For the study at hand, we co-implanted CI and EC device in the scala tympani of neonatally deafened cats. Two treatment groups with either GDNF treatment alone (+GDNF), or a combined ES and GDNF treatment (+GDNF/+ES) were compared with a group which lacked any neuroprotective treatment (-GDNF). In the latter case, the EC device contained the parental ARPE-19 cell line. These experimental groups were contrasted with two comparison groups: normal hearing cats (after hair cell destruction) and congenital deaf cats (CDC), representing a group without hearing experience but with natural neurotrophic support due to longer survival of the organ of Corti compared to pharmalogical-deafened cats.
To assess the neuroprotective effect (i.e. SGN survival) in the experimental groups, cochleas were harvested for histological analysis at the end of the treatment period.
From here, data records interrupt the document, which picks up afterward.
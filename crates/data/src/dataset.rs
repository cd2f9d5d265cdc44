//! Loading and validating the tabular sales dataset.

use chrono::{DateTime, NaiveDate, NaiveDateTime};
use demand_forecast_core::{ForecastError, SalesRecord};
use serde::de::{self, DeserializeOwned};
use serde::{Deserialize, Deserializer};
use std::fs::File;
use std::path::Path;

/// Columns every forecasting dataset must carry.
pub const REQUIRED_COLUMNS: [&str; 4] = ["item_id", "date", "sales", "cat_id"];

/// A dataset row as it appears on disk, before date parsing.
#[derive(Debug, Clone, Deserialize)]
struct RawSalesRow {
    item_id: String,
    date: String,
    /// Empty cells load as missing and are later dropped with the non-positive rows.
    #[serde(deserialize_with = "deserialize_sales")]
    sales: Option<f64>,
    cat_id: String,
}

/// Cell values treated as a missing sales figure.
const MISSING_MARKERS: [&str; 18] = [
    "#N/A", "#N/A N/A", "#NA", "-1.#IND", "-1.#QNAN", "-NaN", "-nan", "1.#IND", "1.#QNAN",
    "<NA>", "N/A", "NA", "NULL", "NaN", "None", "n/a", "nan", "null",
];

fn deserialize_sales<'de, D>(deserializer: D) -> Result<Option<f64>, D::Error>
where
    D: Deserializer<'de>,
{
    let Some(cell) = Option::<String>::deserialize(deserializer)? else {
        return Ok(None);
    };
    let cell = cell.trim();
    if cell.is_empty() || MISSING_MARKERS.contains(&cell) {
        return Ok(None);
    }
    cell.parse::<f64>()
        .map(Some)
        .map_err(|_| de::Error::custom(format!("invalid sales value '{cell}'")))
}

#[derive(Debug, Clone)]
struct SalesRow {
    line: u64,
    raw: RawSalesRow,
}

/// The rows of one dataset file, with their source line numbers.
#[derive(Debug, Clone)]
pub struct SalesDataset {
    rows: Vec<SalesRow>,
}

impl SalesDataset {
    /// Reads the dataset at `path`.
    ///
    /// # Errors
    ///
    /// Returns [`ForecastError::DatasetNotFound`] if the file is missing or
    /// unreadable, [`ForecastError::MissingColumn`] if a required column is
    /// absent, and [`ForecastError::InvalidRecord`] if a row does not parse.
    pub fn load(path: impl AsRef<Path>) -> Result<Self, ForecastError> {
        let rows = read_rows::<RawSalesRow>(path.as_ref(), &REQUIRED_COLUMNS)?
            .into_iter()
            .map(|(line, raw)| SalesRow { line, raw })
            .collect::<Vec<_>>();

        tracing::debug!(path = %path.as_ref().display(), rows = rows.len(), "Dataset loaded");
        Ok(Self { rows })
    }

    #[must_use]
    pub fn len(&self) -> usize {
        self.rows.len()
    }

    #[must_use]
    pub fn is_empty(&self) -> bool {
        self.rows.is_empty()
    }

    /// Rows for `product_id` in file order, with parsed dates.
    ///
    /// Only the matching rows have their dates parsed.
    ///
    /// # Errors
    ///
    /// Returns [`ForecastError::InvalidRecord`] if a matching row carries an
    /// unparseable date.
    pub fn records_for(&self, product_id: &str) -> Result<Vec<SalesRecord>, ForecastError> {
        self.rows
            .iter()
            .filter(|row| row.raw.item_id == product_id)
            .map(SalesRow::to_record)
            .collect()
    }

    /// Every row with parsed dates, in file order.
    ///
    /// # Errors
    ///
    /// Returns [`ForecastError::InvalidRecord`] on the first unparseable date.
    pub fn records(&self) -> Result<Vec<SalesRecord>, ForecastError> {
        self.rows.iter().map(SalesRow::to_record).collect()
    }
}

impl SalesRow {
    fn to_record(&self) -> Result<SalesRecord, ForecastError> {
        let date = parse_date(&self.raw.date).ok_or_else(|| ForecastError::InvalidRecord {
            line: self.line,
            reason: format!("unrecognised date '{}'", self.raw.date),
        })?;

        Ok(SalesRecord {
            item_id: self.raw.item_id.clone(),
            date,
            sales: self.raw.sales.unwrap_or(f64::NAN),
            cat_id: self.raw.cat_id.clone(),
        })
    }
}

/// Parses the date formats commonly found in sales exports.
#[must_use]
pub fn parse_date(value: &str) -> Option<NaiveDate> {
    let value = value.trim();
    for format in ["%Y-%m-%d", "%Y/%m/%d", "%m/%d/%Y"] {
        if let Ok(date) = NaiveDate::parse_from_str(value, format) {
            return Some(date);
        }
    }
    for format in ["%Y-%m-%d %H:%M:%S", "%Y-%m-%dT%H:%M:%S"] {
        if let Ok(dt) = NaiveDateTime::parse_from_str(value, format) {
            return Some(dt.date());
        }
    }
    DateTime::parse_from_rfc3339(value)
        .ok()
        .map(|dt| dt.date_naive())
}

/// Opens `path`, checks that `required` columns exist, and deserializes every row.
///
/// Returns `(line, row)` pairs.
pub(crate) fn read_rows<T: DeserializeOwned>(
    path: &Path,
    required: &[&str],
) -> Result<Vec<(u64, T)>, ForecastError> {
    let not_found = || ForecastError::DatasetNotFound {
        path: path.display().to_string(),
    };

    if !path.is_file() {
        return Err(not_found());
    }
    let file = File::open(path).map_err(|_| not_found())?;
    let mut reader = csv::ReaderBuilder::new().trim(csv::Trim::All).from_reader(file);

    let headers = reader
        .headers()
        .map_err(|e| ForecastError::InvalidRecord {
            line: 1,
            reason: e.to_string(),
        })?
        .clone();

    if let Some(missing) = required
        .iter()
        .find(|column| !headers.iter().any(|h| h == **column))
    {
        return Err(ForecastError::MissingColumn {
            column: (*missing).to_string(),
        });
    }

    let mut rows = Vec::new();
    for (idx, result) in reader.records().enumerate() {
        let fallback_line = idx as u64 + 2;
        let invalid = |e: csv::Error| ForecastError::InvalidRecord {
            line: e.position().map_or(fallback_line, csv::Position::line),
            reason: e.to_string(),
        };
        let record = result.map_err(invalid)?;
        let line = record.position().map_or(fallback_line, csv::Position::line);
        let row = record.deserialize::<T>(Some(&headers)).map_err(invalid)?;
        rows.push((line, row));
    }

    Ok(rows)
}

#[cfg(test)]
mod tests {
    use super::*;
    use std::io::Write;
    use tempfile::NamedTempFile;

    fn write_csv(contents: &str) -> NamedTempFile {
        let mut file = NamedTempFile::new().unwrap();
        file.write_all(contents.as_bytes()).unwrap();
        file.flush().unwrap();
        file
    }

    // ============================================
    // load Tests
    // ============================================

    #[test]
    fn missing_file_is_not_found() {
        let err = SalesDataset::load("does/not/exist.csv").unwrap_err();
        assert!(matches!(err, ForecastError::DatasetNotFound { .. }));
        assert!(err.to_string().contains("does/not/exist.csv"));
    }

    #[test]
    fn directory_is_not_found() {
        let dir = tempfile::tempdir().unwrap();
        let err = SalesDataset::load(dir.path()).unwrap_err();
        assert!(matches!(err, ForecastError::DatasetNotFound { .. }));
    }

    #[test]
    fn missing_cat_id_column_is_named() {
        let file = write_csv("item_id,date,sales\nA,2016-01-01,3\n");
        let err = SalesDataset::load(file.path()).unwrap_err();
        assert_eq!(
            err,
            ForecastError::MissingColumn {
                column: "cat_id".to_string()
            }
        );
    }

    #[test]
    fn extra_columns_and_order_are_ignored() {
        let file = write_csv(
            "store_id,cat_id,sales,date,item_id\nCA_1,FOODS,3,2016-01-01,FOODS_1_001\n",
        );
        let dataset = SalesDataset::load(file.path()).unwrap();
        let records = dataset.records_for("FOODS_1_001").unwrap();
        assert_eq!(records.len(), 1);
        assert_eq!(records[0].cat_id, "FOODS");
        assert!((records[0].sales - 3.0).abs() < f64::EPSILON);
    }

    #[test]
    fn empty_sales_cell_loads_as_nan() {
        let file = write_csv("item_id,date,sales,cat_id\nA,2016-01-01,,FOODS\n");
        let dataset = SalesDataset::load(file.path()).unwrap();
        let records = dataset.records().unwrap();
        assert!(records[0].sales.is_nan());
    }

    #[test]
    fn missing_value_markers_load_as_nan() {
        let file = write_csv(
            "item_id,date,sales,cat_id\n\
             A,2016-01-01,NA,FOODS\n\
             A,2016-01-02,N/A,FOODS\n\
             A,2016-01-03,null,FOODS\n\
             A,2016-01-04,4,FOODS\n",
        );
        let records = SalesDataset::load(file.path()).unwrap().records().unwrap();
        assert_eq!(records.len(), 4);
        assert!(records[..3].iter().all(|r| r.sales.is_nan()));
        assert!((records[3].sales - 4.0).abs() < f64::EPSILON);
    }

    #[test]
    fn non_numeric_sales_is_invalid_record() {
        let file = write_csv(
            "item_id,date,sales,cat_id\nA,2016-01-01,3,FOODS\nA,2016-01-02,lots,FOODS\n",
        );
        let err = SalesDataset::load(file.path()).unwrap_err();
        assert!(matches!(err, ForecastError::InvalidRecord { .. }), "{err:?}");
    }

    #[test]
    fn bad_date_only_fails_for_requested_product() {
        let file = write_csv(
            "item_id,date,sales,cat_id\nA,2016-01-01,1,FOODS\nB,yesterday,1,HOBBIES\n",
        );
        let dataset = SalesDataset::load(file.path()).unwrap();
        assert_eq!(dataset.records_for("A").unwrap().len(), 1);
        let err = dataset.records_for("B").unwrap_err();
        assert_eq!(
            err,
            ForecastError::InvalidRecord {
                line: 3,
                reason: "unrecognised date 'yesterday'".to_string()
            }
        );
    }

    // ============================================
    // parse_date Tests
    // ============================================

    #[test]
    fn parse_date_accepts_common_formats() {
        let expected = NaiveDate::from_ymd_opt(2016, 4, 24);
        assert_eq!(parse_date("2016-04-24"), expected);
        assert_eq!(parse_date("2016/04/24"), expected);
        assert_eq!(parse_date("04/24/2016"), expected);
        assert_eq!(parse_date("2016-04-24 00:00:00"), expected);
        assert_eq!(parse_date("2016-04-24T10:30:00Z"), expected);
        assert_eq!(parse_date("not a date"), None);
    }
}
To determine the functionality of the auditory system, CIs were bilaterally implanted in an acute setting and electrically evoked auditory brainstem responses (eABR) were measured.
After the implantation time of 6 months, only one out of 9 tested EC devices (+GDNF/+ES) still showed a GDNF production, which was however markedly reduced (13 % of the pre-implantation level). The histological analyses revealed no cell survival of the ARPE-19 cells in those EC devices remaining in situ (n = 6). Additionally a tight encapsulation of the EC devices with fibrous tissue was found being an indicator for chronic inflammation. The formation of fibrous tissue was significantly enhanced in the treated ear of the +GDNF group, but not in the other experimental groups.
While the control group (-GDNF) showed more SGN in the implanted ear in 5 out of 6 subjects (33 % more SGN in the implanted ear, compared to the contralateral ear), the sole application of GDNF (+GDNF) resulted in an acceleration of SGN degeneration in the treated ear in 5 out of 6 subjects (25 % less SGN in the treated ear). Chronic ES was applied on average for a duration of 48.67 ± 35.91 hours. Despite its restriction to a short initial time period, the combined application of ES and GDNF caused a significant increase in SGN survival (66 % more SGN in the treated ear) in all subjects of the +GDNF/+ES group.
Based on the histological results, it can be proposed, that the encapsulation of the EC device with fibrous tissue led to cell death in the devices and to an accelerated SGN degeneration in the +GDNF group. The application of ES may have reduced the encapsulation of the EC device and thus allowed for a combined neuroprotective effect of ES and GDNF.
The analysis of the functionality of the hearing system revealed rarely significant differences between hearing animals and CDCs. The -GDNF as well as the +GDNF group differed significantly from the hearing group. The -GDNF group had significantly lower amplitudes of peak component IV, the +GDNF group had significantly longer latencies. Additionally, both groups had significantly lower maximal values in eABR measurements (root mean square, RMS) compared to the hearing group. The amplitudes of early and late eABR components as well as maximal RMS values of the +GDNF/+ES group were shifted towards values of normal hearing subjects but remained below the values of congenital deafened and hearing cats.
The results of the electrophysiology indicate that natural neurotrophic support has significant impact, not only on the survival, but also on the functionality of the auditory pathway, even in the absence of hearing experience. Based on histology, it can be assumed that ES was allowing for the neuroprotective effect of GDNF and an additive effect of ES and GDNF on auditory function.
Thus, exogenous application of neurotrophic factors combined with hearing experience via a CI can not only improve SGN survival, but also the functionality of the auditory system. The negative effect of GDNF which was related to enhanced fibrous tissue formation, is indicative for an additional treatment with inflammatory and anti-oxidative drugs. The application method which was presented here has the potential to act neuroprotective on both SGN survival and function over a long time period and therefore is a promising tool to increase CI treatment efficacy in the human patient.